▸ **ASSIGNMENT**:
The required output is the exact run of lines below that opens at the line with "let count: u64" and closes at the line with "#[async_trait]".

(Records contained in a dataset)
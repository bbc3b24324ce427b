//! Duration shorthand such as `1d2h` or `90s`.
//!
//! Grammar: one or more `<integer><unit>` groups, units `w d h m s`
//! (case-insensitive), no separators. Zero durations are rejected.

use std::time::Duration;

use async_trait::async_trait;

use crate::context::InvocationContext;
use crate::error::ResolveError;
use crate::strings::BaseStrings;
use crate::value::ArgValue;

use super::Resolver;

const UNITS: [(char, u64); 5] = [
    ('w', 7 * 24 * 60 * 60),
    ('d', 24 * 60 * 60),
    ('h', 60 * 60),
    ('m', 60),
    ('s', 1),
];

fn unit_seconds(unit: char) -> Option<u64> {
    let unit = unit.to_ascii_lowercase();
    UNITS.iter().find(|(u, _)| *u == unit).map(|(_, secs)| *secs)
}

/// Parses duration shorthand. Returns `None` for malformed input and for
/// durations that add up to zero.
pub fn parse_shorthand(input: &str) -> Option<Duration> {
    let input = input.trim();
    if input.is_empty() {
        return None;
    }

    let mut total: u64 = 0;
    let mut digits = String::new();
    for ch in input.chars() {
        if ch.is_ascii_digit() {
            digits.push(ch);
            continue;
        }
        let secs = unit_seconds(ch)?;
        if digits.is_empty() {
            return None;
        }
        let count: u64 = digits.parse().ok()?;
        total = total.checked_add(count.checked_mul(secs)?)?;
        digits.clear();
    }

    // trailing number without a unit
    if !digits.is_empty() || total == 0 {
        return None;
    }
    Some(Duration::from_secs(total))
}

/// Formats whole seconds of `duration` largest unit first, e.g. `1d2h`.
/// Sub-second parts are dropped; a zero duration renders as `0s`.
pub fn format_shorthand(duration: Duration) -> String {
    let mut remaining = duration.as_secs();
    if remaining == 0 {
        return "0s".to_string();
    }

    let mut out = String::new();
    for (unit, secs) in UNITS {
        let count = remaining / secs;
        if count > 0 {
            out.push_str(&count.to_string());
            out.push(unit);
            remaining %= secs;
        }
    }
    out
}

/// Resolves shorthand into [`ArgValue::Duration`].
#[derive(Debug, Clone, Copy, Default)]
pub struct DurationResolver;

#[async_trait]
impl Resolver for DurationResolver {
    fn validate(&self, value: &ArgValue) -> bool {
        match value {
            ArgValue::Duration(d) => !d.is_zero(),
            ArgValue::Text(raw) => parse_shorthand(raw).is_some(),
            _ => false,
        }
    }

    async fn resolve(
        &self,
        ctx: &InvocationContext,
        _arg: &str,
        raw: &str,
    ) -> Result<ArgValue, ResolveError> {
        parse_shorthand(raw).map(ArgValue::Duration).ok_or_else(|| {
            ResolveError::failed(
                ctx.resources()
                    .get_with(BaseStrings::INVALID_DURATION, &[("value", raw)]),
            )
        })
    }
}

▸ **OUTPUT FOR THIS EXERCISE**:
        let count: u64 = digits.parse().ok()?;
        total = total.checked_add(count.checked_mul(secs)?)?;
        digits.clear();
    }

    // trailing number without a unit
    if !digits.is_empty() || total == 0 {
        return None;
    }
    Some(Duration::from_secs(total))
}

/// Formats whole seconds of `duration` largest unit first, e.g. `1d2h`.
/// Sub-second parts are dropped; a zero duration renders as `0s`.
pub fn format_shorthand(duration: Duration) -> String {
    let mut remaining = duration.as_secs();
    if remaining == 0 {
        return "0s".to_string();
    }

    let mut out = String::new();
    for (unit, secs) in UNITS {
        let count = remaining / secs;
        if count > 0 {
            out.push_str(&count.to_string());
            out.push(unit);
            remaining %= secs;
        }
    }
    out
}

/// Resolves shorthand into [`ArgValue::Duration`].
#[derive(Debug, Clone, Copy, Default)]
pub struct DurationResolver;

#[async_trait]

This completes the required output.